_Supplied records_
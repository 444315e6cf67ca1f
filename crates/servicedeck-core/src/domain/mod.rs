// ============================================================================
//  CLEAN MODULE BOUNDARIES
// ============================================================================

//! Core domain layer for servicedeck.
//!
//! Pure data and validation. No async, no I/O: everything that talks to the
//! backend or the screen goes through ports in the application layer.
//!
//! ## Hexagonal Architecture Compliance
//!
//! - **No async**: Domain logic is synchronous
//! - **No I/O**: No filesystem, network, or external calls
//! - **Immutable entities**: validated `Service` values are only built by
//!   validation, never patched afterwards
pub mod entities;
pub mod error;
pub mod value_objects;

mod validation;

pub use entities::{
    NewService, Service, ServiceId, ServiceRecord, catalog::seed_catalog,
};

pub use error::{DomainError, ErrorCategory};

pub use value_objects::{GRID_GUTTER, Theme, Viewport};

pub use validation::DomainValidator;

#[cfg(test)]
mod tests {
    use std::str::FromStr;

    use super::*;

    fn record(id: &str, title: Option<&str>) -> ServiceRecord {
        ServiceRecord {
            id: id.into(),
            title: title.map(Into::into),
            description: Some("desc".into()),
            created_at: None,
            updated_at: None,
        }
    }

    // ========================================================================
    // Service Tests
    // ========================================================================

    #[test]
    fn record_with_title_validates() {
        let service = record("a1", Some("Amplify")).into_service().unwrap();

        assert_eq!(service.id().as_str(), "a1");
        assert_eq!(service.title(), "Amplify");
        assert_eq!(service.description(), "desc");
    }

    #[test]
    fn record_without_title_is_rejected() {
        let err = record("a1", None).into_service().unwrap_err();

        assert!(matches!(
            err,
            DomainError::MissingRequiredField { field: "title", .. }
        ));
        assert_eq!(err.category(), ErrorCategory::Validation);
    }

    #[test]
    fn record_with_blank_title_is_rejected() {
        assert!(matches!(
            record("a1", Some("   ")).into_service(),
            Err(DomainError::BlankField { .. })
        ));
    }

    #[test]
    fn missing_description_becomes_empty() {
        let mut raw = record("a1", Some("Cognito"));
        raw.description = None;

        assert_eq!(raw.into_service().unwrap().description(), "");
    }

    #[test]
    fn blank_id_is_rejected() {
        assert!(ServiceId::try_new("").is_err());
        assert!(ServiceId::from_str("  ").is_err());
        assert!(record("", Some("x")).into_service().is_err());
    }

    #[test]
    fn glyph_is_first_character() {
        let service = record("l1", Some("Location Service"))
            .into_service()
            .unwrap();
        assert_eq!(service.glyph(), 'L');

        let unicode = record("u1", Some("Ünicode")).into_service().unwrap();
        assert_eq!(unicode.glyph(), 'Ü');
    }

    #[test]
    fn glyph_does_not_skip_leading_whitespace() {
        let service = record("w1", Some(" Pinpoint")).into_service().unwrap();
        assert_eq!(service.glyph(), ' ');
    }

    #[test]
    fn draft_matches_listed_service_by_fields() {
        let draft = NewService::new("Amplify", "desc");
        let listed = DomainValidator::validate_record(record("a1", Some("Amplify"))).unwrap();
        let other = DomainValidator::validate_record(record("a2", Some("AppSync"))).unwrap();

        assert!(draft.matches(&listed));
        assert!(!draft.matches(&other));
    }

    #[test]
    fn record_deserializes_from_camel_case() {
        let raw: ServiceRecord = serde_json::from_str(
            r#"{"id":"x","title":"AppSync","description":null,"createdAt":"2024-05-01T10:00:00Z"}"#,
        )
        .unwrap();

        assert_eq!(raw.title.as_deref(), Some("AppSync"));
        assert!(raw.created_at.is_some());
        assert!(raw.updated_at.is_none());
    }

    // ========================================================================
    // Listing Validation Tests
    // ========================================================================

    #[test]
    fn listing_keeps_server_order_and_reports_rejects() {
        let (services, rejected) = DomainValidator::validate_listing(vec![
            record("b", Some("Beta")),
            record("x", None),
            record("a", Some("Alpha")),
        ]);

        let ids: Vec<_> = services.iter().map(|s| s.id().as_str()).collect();
        assert_eq!(ids, ["b", "a"]);
        assert_eq!(rejected.len(), 1);
    }

    #[test]
    fn listing_rejects_duplicate_ids() {
        let (services, rejected) = DomainValidator::validate_listing(vec![
            record("a", Some("First")),
            record("a", Some("Second")),
        ]);

        assert_eq!(services.len(), 1);
        assert_eq!(services[0].title(), "First");
        assert!(matches!(
            rejected[0],
            DomainError::DuplicateServiceId { .. }
        ));
    }

    // ========================================================================
    // Catalog Tests
    // ========================================================================

    #[test]
    fn seed_catalog_has_six_entries_in_order() {
        let catalog = seed_catalog();
        let titles: Vec<_> = catalog.iter().map(|s| s.title.as_str()).collect();

        assert_eq!(
            titles,
            [
                "Amplify",
                "AppSync",
                "Cognito",
                "Pinpoint",
                "Location Service",
                "Device Farm"
            ]
        );
    }

    // ========================================================================
    // Value Object Tests
    // ========================================================================

    #[test]
    fn theme_parses_correctly() {
        assert_eq!(Theme::from_str("dark").unwrap(), Theme::Dark);
        assert_eq!(Theme::from_str("LIGHT").unwrap(), Theme::Light);
        assert!(Theme::from_str("sepia").is_err());
    }

    #[test]
    fn dark_theme_uses_dark_background() {
        assert_eq!(Theme::Dark.background(), "#232F3E");
        assert_eq!(Theme::Light.background(), "#FFFFFF");
    }

    #[test]
    fn card_width_is_half_viewport_minus_gutter() {
        let viewport = Viewport::try_new(390).unwrap();
        assert_eq!(viewport.card_width(), 171);
    }

    #[test]
    fn narrow_viewport_is_rejected() {
        assert!(Viewport::try_new(GRID_GUTTER * 2).is_err());
        assert!(Viewport::try_new(Viewport::MIN_WIDTH).is_ok());
    }
}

_Work instruction_
Give again, exactly as written, the lines running from the first line of the data above through the line that contains "fn record(id: &str, title: Option<&str>)".

_Task answer_
repository 444315e6cf67ca1f
filename crates/servicedeck-core/src/domain/mod.rs
// ============================================================================
//  CLEAN MODULE BOUNDARIES
// ============================================================================

//! Core domain layer for servicedeck.
//!
//! Pure data and validation. No async, no I/O: everything that talks to the
//! backend or the screen goes through ports in the application layer.
//!
//! ## Hexagonal Architecture Compliance
//!
//! - **No async**: Domain logic is synchronous
//! - **No I/O**: No filesystem, network, or external calls
//! - **Immutable entities**: validated `Service` values are only built by
//!   validation, never patched afterwards
pub mod entities;
pub mod error;
pub mod value_objects;

mod validation;

pub use entities::{
    NewService, Service, ServiceId, ServiceRecord, catalog::seed_catalog,
};

pub use error::{DomainError, ErrorCategory};

pub use value_objects::{GRID_GUTTER, Theme, Viewport};

pub use validation::DomainValidator;

#[cfg(test)]
mod tests {
    use std::str::FromStr;

    use super::*;

    fn record(id: &str, title: Option<&str>) -> ServiceRecord {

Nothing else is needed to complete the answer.